Most homebrewers brew in five gallon batches. Any brew day will run you 3-4 hours, and most people wouldn’t want to get less than a case of beer out of that much effort. However, when you brew that large, you pretty much have to brew extract or at least partial extract batches, if you plan on brewing in your kitchen. If you’re willing to move to your garage, and drop some serious dough, you can do all-grain.
There are a lot of things that get cheaper when you go larger. Brewing isn’t one. The more grain and liquid you’re moving, the harder it is for one person to do the work, and the more you rely on tubing and other methods to move the wort around. You can’t very well lift a ten gallon kettle by yourself and transfer wort carefully. So, the equipment cost goes up exponentially when you brew larger. The materials, meanwhile, you generally buy in bulk, so 1 gallon worth of grain costs 1/5 what five gallons worth of grain does.
One drawback of one gallon brewing is that it is generally wise to pitch a bit more yeast, and every batch will have leftover yeast and probably hops. A single vial or packet of yeast will usually do the job for a 5 gallon batch, but can be separated out into 2 or 3 one gallon batches. The yeast won’t keep very long after it’s opened, so it’s important when brewing on a one gallon scale to try to plan recipes with the same yeast back-to-back. Hops also start to lose freshness after packaging and more so once they’re opened. Keeping them in the fridge or freezer can help, but it is wise to try to brew recipes with similar hops in succession so you don’t end up with countless bags of a few fractional ounces of hops in your freezer getting stale.

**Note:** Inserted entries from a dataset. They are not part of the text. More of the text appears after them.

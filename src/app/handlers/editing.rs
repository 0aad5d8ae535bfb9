//! Handler für Pfad-Editing: Stift, Formen, Radierer, Schneiden,
//! Anker-Drag und Stiländerungen.

use crate::app::history::Snapshot;
use crate::app::state::{EditorTool, Gesture, StylePreview};
use crate::app::use_cases;
use crate::app::AppState;
use crate::app::events::StylePatch;
use crate::render::RenderSync;
use crate::shared::DRAG_EPSILON;
use glam::Vec2;
use std::collections::HashSet;

/// Aktiviert ein Editor-Werkzeug. Laufende Gesten und der aktive
/// Stift-Pfad werden sauber abgeschlossen.
pub fn set_editor_tool(state: &mut AppState, render: &mut RenderSync, tool: EditorTool) {
    abort_gesture(state, render);
    use_cases::editing::end_active_path(state);
    state.editor.active_tool = tool;
    log::info!("Editor-Werkzeug: {:?}", tool);
}

/// Bricht die laufende Geste ab, ohne Teilzustände im Dokument zu lassen.
fn abort_gesture(state: &mut AppState, render: &mut RenderSync) {
    match &state.editor.gesture {
        Gesture::AnchorDrag { path_id, .. } => render.live_points.release(*path_id),
        Gesture::MoveSelection { .. } => {
            for &id in state.selection.ids() {
                render.live_points.release(id);
            }
        }
        _ => {}
    }
    state.editor.gesture = Gesture::Idle;
}

// ── Stift ───────────────────────────────────────────────────────────

/// Setzt einen Anker; beginnt einen neuen Pfad, falls keiner aktiv ist.
pub fn pen_point_placed(state: &mut AppState, world_pos: Vec2) {
    state.record_undo_snapshot();
    if state.editor.active_path_id.is_none() {
        use_cases::editing::start_new_path(state, world_pos);
    } else {
        use_cases::editing::append_point_to_active(state, world_pos);
    }
}

/// Bewegt den transienten Vorschaupunkt des Stifts.
pub fn pen_preview_moved(state: &mut AppState, world_pos: Vec2) {
    if state.editor.active_path_id.is_some() {
        state.editor.pen_preview = Some(world_pos);
    }
}

/// Schließt den aktiven Stift-Pfad ab.
pub fn finalize_pen(state: &mut AppState) {
    if state.editor.active_path_id.is_some() {
        use_cases::editing::end_active_path(state);
        log::debug!("Stift-Pfad abgeschlossen");
    }
}

// ── Formen ──────────────────────────────────────────────────────────

/// Beginnt das Aufziehen einer Form mit dem aktiven Werkzeug.
pub fn begin_shape_drag(state: &mut AppState, world_pos: Vec2) {
    let tool = state.editor.active_tool;
    if !matches!(tool, EditorTool::Rectangle | EditorTool::Circle) {
        return;
    }
    state.record_undo_snapshot();
    if use_cases::editing::begin_shape(state, tool, world_pos).is_some() {
        state.editor.gesture = Gesture::ShapeDrag { start: world_pos };
    }
}

/// Berechnet die Form aus Start- und aktueller Zeigerposition neu.
pub fn update_shape_drag(state: &mut AppState, world_pos: Vec2) {
    if let Gesture::ShapeDrag { start } = state.editor.gesture {
        use_cases::editing::update_shape(state, start, world_pos);
    }
}

/// Beendet das Aufziehen; die Form bleibt als normaler Pfad stehen.
pub fn end_shape_drag(state: &mut AppState) {
    if matches!(state.editor.gesture, Gesture::ShapeDrag { .. }) {
        state.editor.gesture = Gesture::Idle;
        state.editor.active_path_id = None;
    }
}

// ── Radierer ────────────────────────────────────────────────────────

/// Beginnt einen Radierer-Zug und prüft sofort die Startposition.
pub fn begin_eraser(state: &mut AppState, world_pos: Vec2) {
    state.editor.gesture = Gesture::EraserDrag {
        erased: HashSet::new(),
    };
    erase_at(state, world_pos);
}

/// Treffertest an der Zeigerposition; jeder Treffer löscht sofort
/// und zeichnet einen eigenen Undo-Schritt auf.
pub fn erase_at(state: &mut AppState, world_pos: Vec2) {
    let Gesture::EraserDrag { erased } = &state.editor.gesture else {
        return;
    };
    let threshold = state
        .view
        .canvas_transform
        .pick_radius_world(state.options.eraser_threshold_px);
    let Some(hit) = use_cases::editing::find_erase_hit(&state.document, world_pos, threshold, erased)
    else {
        return;
    };

    state.record_undo_snapshot();
    use_cases::editing::delete_path(state, hit);
    if let Gesture::EraserDrag { erased } = &mut state.editor.gesture {
        erased.insert(hit);
    }
    log::debug!("Pfad {} radiert", hit);
}

/// Beendet den Radierer-Zug.
pub fn end_eraser(state: &mut AppState) {
    if matches!(state.editor.gesture, Gesture::EraserDrag { .. }) {
        state.editor.gesture = Gesture::Idle;
    }
}

// ── Schneiden ───────────────────────────────────────────────────────

/// Trennt den ersten Pfad (Z-Order) auf, dessen Polylinie nahe genug
/// an der Klickposition liegt.
pub fn cut_at(state: &mut AppState, world_pos: Vec2) {
    let threshold = state
        .view
        .canvas_transform
        .pick_radius_world(state.options.cut_threshold_px);

    let mut target = None;
    for path in state.document.paths() {
        if let Some(hit) = crate::core::geometry::closest_point_on_polyline(world_pos, &path.points)
        {
            if hit.distance <= threshold {
                target = Some((path.id, hit.index, hit.point));
                break;
            }
        }
    }
    let Some((id, seg_index, point)) = target else {
        return;
    };

    let snap = Snapshot::from_state(state);
    if use_cases::editing::split_path(state, id, seg_index, point).is_some() {
        state.history.record_snapshot(snap);
    }
}

// ── Anker-Drag ──────────────────────────────────────────────────────

/// Beginnt einen Anker-Drag; Zwischenstände laufen über die Live-Punkte.
pub fn begin_anchor_drag(state: &mut AppState, render: &mut RenderSync, path_id: u64, anchor: usize) {
    let Some(path) = state.document.path(path_id) else {
        log::warn!("Anker-Drag auf unbekanntem Pfad {}", path_id);
        return;
    };
    if anchor + 1 >= path.points.len() || anchor % 2 != 0 {
        return;
    }
    render.live_points.acquire(path_id, &path.points);
    state.editor.gesture = Gesture::AnchorDrag { path_id, anchor };
}

/// Aktualisiert die Live-Position des gezogenen Ankers (kein Dokument-Commit).
pub fn update_anchor_drag(state: &mut AppState, render: &mut RenderSync, world_pos: Vec2) {
    let Gesture::AnchorDrag { path_id, anchor } = state.editor.gesture else {
        return;
    };
    let Some(points) = render.live_points.points_for(path_id) else {
        return;
    };
    let mut points = points.to_vec();
    points[anchor] = world_pos.x;
    points[anchor + 1] = world_pos.y;
    render.live_points.set_points(path_id, points);
}

/// Beendet den Anker-Drag und schreibt die Live-Punkte ins Dokument,
/// falls sich der Anker nennenswert bewegt hat.
pub fn end_anchor_drag(state: &mut AppState, render: &mut RenderSync) {
    let Gesture::AnchorDrag { path_id, .. } = state.editor.gesture else {
        return;
    };
    state.editor.gesture = Gesture::Idle;

    let live = render.live_points.points_for(path_id).map(|p| p.to_vec());
    render.live_points.release(path_id);
    let Some(live) = live else { return };

    let moved = state
        .document
        .path(path_id)
        .map(|p| {
            p.points.len() != live.len()
                || p.points
                    .iter()
                    .zip(&live)
                    .any(|(a, b)| (a - b).abs() > DRAG_EPSILON)
        })
        .unwrap_or(false);
    if moved {
        state.record_undo_snapshot();
        use_cases::editing::set_path_points(state, path_id, live);
    }
}

// ── Löschen, Verbinden, Stil ────────────────────────────────────────

/// Löscht alle selektierten Pfade.
pub fn delete_selected(state: &mut AppState) {
    if state.selection.is_empty() {
        return;
    }
    state.record_undo_snapshot();
    let count = use_cases::editing::delete_selected(state);
    log::info!("{} Pfade gelöscht", count);
}

/// Verbindet genau zwei selektierte Pfade an den nächstgelegenen Enden.
pub fn join_selected(state: &mut AppState) {
    let snap = Snapshot::from_state(state);
    if let Some(id) = use_cases::editing::join_selected(state) {
        state.history.record_snapshot(snap);
        log::info!("Pfade verbunden zu {}", id);
    }
}

/// Wendet eine Stiländerung auf die Selektion an (Wert-Diff: unveränderte
/// Werte erzeugen keinen Undo-Schritt).
pub fn update_style(state: &mut AppState, patch: &StylePatch) {
    let snap = Snapshot::from_state(state);
    if use_cases::editing::update_selected_style(state, patch) {
        state.history.record_snapshot(snap);
    }
}

/// Setzt die Glättung der Selektion.
pub fn set_smooth(state: &mut AppState, smooth: bool) {
    let snap = Snapshot::from_state(state);
    if use_cases::editing::set_selected_smooth(state, smooth) {
        state.history.record_snapshot(snap);
    }
}

/// Setzt die Glättungs-Spannung der Selektion.
pub fn set_smooth_tension(state: &mut AppState, tension: f32) {
    let snap = Snapshot::from_state(state);
    if use_cases::editing::set_selected_smooth_tension(state, tension) {
        state.history.record_snapshot(snap);
    }
}

/// Setzt oder beendet die transiente Eckenradius-Vorschau.
pub fn preview_corner_radius(state: &mut AppState, value: Option<f32>) {
    state.editor.style_preview = value.map(|corner_radius| StylePreview { corner_radius });
}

I can fit all of my equipment (except for my carboy collection, which is almost constantly in use in the fermentation closet) in a large cardboard box in my closet. I can’t say the same about larger equipment.
When brewing one gallon, I can just pick up pots and tuns and move them around, using strainers, and just pouring while trying to minimize oxidation to transfer wort. In larger batches, you end up needing to purchase kettles or tuns with bulkheads and valves, or DIY them onto your equipment. You’ll also need some sort of false bottom or manifold for your mash tun. If you’re brewing all grain or otherwise have left the stove, you’ll also need burners.
Now, none of this is impossibly difficult or cost-restrictive, it’s just a huge jump from the needs of one-gallon brewing. I hope to buy a house in 2017, and will almost certainly start building up a system for brewing larger batches. By the time this is possible, I should have some excellent recipes I’ll want to put together in large format, which brings me to my next point:
While cost and the sheer size of equipment can make the choice of one versus five gallon batches easy to decide for some brewers, there are other advantages for one gallon brewing as well. If you want to try some new, even risky techniques, it’s much easier to do on a smaller scale. And any time a beer turns out bad, well, its just ten beers that turn out bad. For example, I’ll soon be pitching a Brett culture propagated off of a store-bought bottle into a gallon of saison. It’ll be at least three months until the beer is done. At that time, if it is terrible, I’ll be upset, but not nearly as upset as I would be if it were five gallons of terrible three month ferment beer.
The obvious flip side is that when a beer turns out fantastic, there is only ten of them.
Brewing in one gallon format has allowed me to indulge my crazy experimental side, on a budget, with my space restrictions, and to put out a new beer every week.
Some people might loathe spending three hours per batch for so few beers, but for me the fun is in the process, and I honestly don’t think, even giving it away to friends, that I could go through enough beer without getting bored of it if I were brewing larger.